» **EXERCISE GOAL**
Exactly how many lines in this listing contain "serde"? Only the number is needed.

» **MATERIAL SHOWN**
------------------------------------------------------------
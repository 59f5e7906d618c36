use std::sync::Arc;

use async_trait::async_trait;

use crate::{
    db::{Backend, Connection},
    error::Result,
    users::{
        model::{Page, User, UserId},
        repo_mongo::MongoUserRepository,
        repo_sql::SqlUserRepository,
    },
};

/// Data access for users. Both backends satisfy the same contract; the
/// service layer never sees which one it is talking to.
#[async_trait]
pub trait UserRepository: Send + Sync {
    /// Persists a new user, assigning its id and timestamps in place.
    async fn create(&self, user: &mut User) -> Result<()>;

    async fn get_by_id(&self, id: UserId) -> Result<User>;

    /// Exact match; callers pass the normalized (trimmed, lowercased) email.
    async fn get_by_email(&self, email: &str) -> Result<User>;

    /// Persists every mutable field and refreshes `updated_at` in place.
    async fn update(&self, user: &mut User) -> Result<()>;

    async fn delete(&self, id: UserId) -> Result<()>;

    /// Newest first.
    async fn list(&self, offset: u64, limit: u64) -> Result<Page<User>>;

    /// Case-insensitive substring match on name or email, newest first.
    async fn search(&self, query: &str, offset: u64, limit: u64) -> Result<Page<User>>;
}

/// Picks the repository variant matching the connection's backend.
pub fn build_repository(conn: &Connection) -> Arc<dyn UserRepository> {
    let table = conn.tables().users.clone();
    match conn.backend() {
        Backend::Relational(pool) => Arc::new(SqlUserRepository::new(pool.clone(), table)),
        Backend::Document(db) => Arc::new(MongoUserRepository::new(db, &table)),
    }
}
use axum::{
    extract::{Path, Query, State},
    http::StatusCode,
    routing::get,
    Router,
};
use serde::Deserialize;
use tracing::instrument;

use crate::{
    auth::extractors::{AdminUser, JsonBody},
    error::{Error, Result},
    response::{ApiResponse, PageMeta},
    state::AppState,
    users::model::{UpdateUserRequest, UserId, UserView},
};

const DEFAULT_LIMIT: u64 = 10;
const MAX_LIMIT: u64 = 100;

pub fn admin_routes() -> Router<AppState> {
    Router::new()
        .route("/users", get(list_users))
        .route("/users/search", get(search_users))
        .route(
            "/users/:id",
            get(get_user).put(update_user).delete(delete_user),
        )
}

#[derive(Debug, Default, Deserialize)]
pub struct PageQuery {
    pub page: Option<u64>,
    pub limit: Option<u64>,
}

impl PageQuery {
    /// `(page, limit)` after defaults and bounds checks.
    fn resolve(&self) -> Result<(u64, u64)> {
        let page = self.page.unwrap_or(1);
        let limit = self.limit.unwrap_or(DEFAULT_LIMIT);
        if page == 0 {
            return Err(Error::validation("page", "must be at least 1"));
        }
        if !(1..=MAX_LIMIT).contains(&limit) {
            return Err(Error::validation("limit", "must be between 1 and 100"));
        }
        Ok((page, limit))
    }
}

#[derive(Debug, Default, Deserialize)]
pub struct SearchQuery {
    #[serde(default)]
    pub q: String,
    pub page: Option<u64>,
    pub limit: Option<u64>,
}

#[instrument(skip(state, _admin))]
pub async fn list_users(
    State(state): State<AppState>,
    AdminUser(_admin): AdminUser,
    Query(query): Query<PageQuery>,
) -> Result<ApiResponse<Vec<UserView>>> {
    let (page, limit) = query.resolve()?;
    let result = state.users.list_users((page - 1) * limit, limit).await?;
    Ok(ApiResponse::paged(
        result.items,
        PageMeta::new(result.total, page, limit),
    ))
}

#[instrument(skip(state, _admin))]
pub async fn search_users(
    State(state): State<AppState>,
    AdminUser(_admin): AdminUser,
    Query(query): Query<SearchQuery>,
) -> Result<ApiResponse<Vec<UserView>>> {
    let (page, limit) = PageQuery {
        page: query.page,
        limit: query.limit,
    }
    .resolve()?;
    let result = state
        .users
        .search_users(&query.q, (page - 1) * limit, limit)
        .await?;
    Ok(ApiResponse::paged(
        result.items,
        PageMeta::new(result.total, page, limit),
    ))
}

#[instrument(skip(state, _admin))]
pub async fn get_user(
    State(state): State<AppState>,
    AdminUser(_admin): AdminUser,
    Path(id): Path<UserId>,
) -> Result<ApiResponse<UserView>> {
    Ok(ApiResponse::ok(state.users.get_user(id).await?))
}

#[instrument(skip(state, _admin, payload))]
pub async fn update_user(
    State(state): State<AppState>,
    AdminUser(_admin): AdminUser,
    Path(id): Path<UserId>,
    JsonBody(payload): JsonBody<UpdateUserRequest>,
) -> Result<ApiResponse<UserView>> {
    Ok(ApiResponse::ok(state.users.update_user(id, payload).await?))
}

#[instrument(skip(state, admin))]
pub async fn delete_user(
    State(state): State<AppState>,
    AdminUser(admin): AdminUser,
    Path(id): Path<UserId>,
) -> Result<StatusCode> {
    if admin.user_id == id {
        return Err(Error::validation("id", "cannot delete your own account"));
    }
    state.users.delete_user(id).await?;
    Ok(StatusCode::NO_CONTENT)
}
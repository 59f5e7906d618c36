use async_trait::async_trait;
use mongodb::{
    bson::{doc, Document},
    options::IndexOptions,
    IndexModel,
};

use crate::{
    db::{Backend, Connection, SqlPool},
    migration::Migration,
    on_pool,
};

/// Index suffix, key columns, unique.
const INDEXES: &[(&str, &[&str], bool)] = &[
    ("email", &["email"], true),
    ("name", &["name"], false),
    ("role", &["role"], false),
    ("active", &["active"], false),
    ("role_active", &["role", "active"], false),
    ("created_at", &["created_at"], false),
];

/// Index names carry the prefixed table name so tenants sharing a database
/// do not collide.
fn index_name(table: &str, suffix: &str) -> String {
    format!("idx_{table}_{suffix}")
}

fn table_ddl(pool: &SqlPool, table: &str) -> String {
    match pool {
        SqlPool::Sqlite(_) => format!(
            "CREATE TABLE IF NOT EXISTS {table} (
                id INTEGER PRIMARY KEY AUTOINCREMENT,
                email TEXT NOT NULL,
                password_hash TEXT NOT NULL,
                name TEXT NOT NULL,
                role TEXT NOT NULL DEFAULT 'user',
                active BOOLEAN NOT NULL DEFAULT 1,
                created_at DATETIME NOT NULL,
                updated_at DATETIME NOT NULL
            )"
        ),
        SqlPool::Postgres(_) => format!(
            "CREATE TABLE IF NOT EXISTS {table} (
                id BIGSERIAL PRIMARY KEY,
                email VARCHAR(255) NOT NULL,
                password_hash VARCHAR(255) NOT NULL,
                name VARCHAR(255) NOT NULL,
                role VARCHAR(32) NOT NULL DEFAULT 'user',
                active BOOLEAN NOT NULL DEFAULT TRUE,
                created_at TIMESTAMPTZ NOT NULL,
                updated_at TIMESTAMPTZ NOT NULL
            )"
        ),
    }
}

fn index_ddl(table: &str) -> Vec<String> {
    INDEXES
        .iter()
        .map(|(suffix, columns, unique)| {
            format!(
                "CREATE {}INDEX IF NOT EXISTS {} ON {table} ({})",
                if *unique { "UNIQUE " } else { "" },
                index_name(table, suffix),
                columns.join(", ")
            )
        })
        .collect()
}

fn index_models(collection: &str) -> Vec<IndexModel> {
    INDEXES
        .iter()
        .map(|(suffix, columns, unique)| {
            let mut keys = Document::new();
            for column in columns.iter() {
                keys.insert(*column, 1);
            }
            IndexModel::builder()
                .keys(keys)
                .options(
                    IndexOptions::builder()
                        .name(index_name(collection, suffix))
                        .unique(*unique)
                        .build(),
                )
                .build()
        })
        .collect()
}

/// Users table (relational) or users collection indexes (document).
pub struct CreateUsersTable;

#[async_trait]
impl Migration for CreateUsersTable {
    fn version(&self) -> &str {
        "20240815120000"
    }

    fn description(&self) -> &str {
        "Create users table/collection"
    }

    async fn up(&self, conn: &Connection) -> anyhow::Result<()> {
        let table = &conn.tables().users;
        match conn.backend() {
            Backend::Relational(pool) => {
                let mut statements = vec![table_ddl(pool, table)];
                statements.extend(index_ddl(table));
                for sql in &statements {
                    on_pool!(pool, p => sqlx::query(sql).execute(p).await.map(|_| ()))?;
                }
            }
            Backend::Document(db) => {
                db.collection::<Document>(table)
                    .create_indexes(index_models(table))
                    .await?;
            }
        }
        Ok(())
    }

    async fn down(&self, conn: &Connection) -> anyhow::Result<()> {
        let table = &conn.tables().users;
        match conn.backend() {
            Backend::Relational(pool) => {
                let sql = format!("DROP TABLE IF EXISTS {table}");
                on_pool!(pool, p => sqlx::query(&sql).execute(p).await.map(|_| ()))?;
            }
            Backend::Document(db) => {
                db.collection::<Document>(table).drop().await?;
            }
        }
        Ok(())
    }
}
------------------------------------------------------------
» **SOLUTION BELOW**
2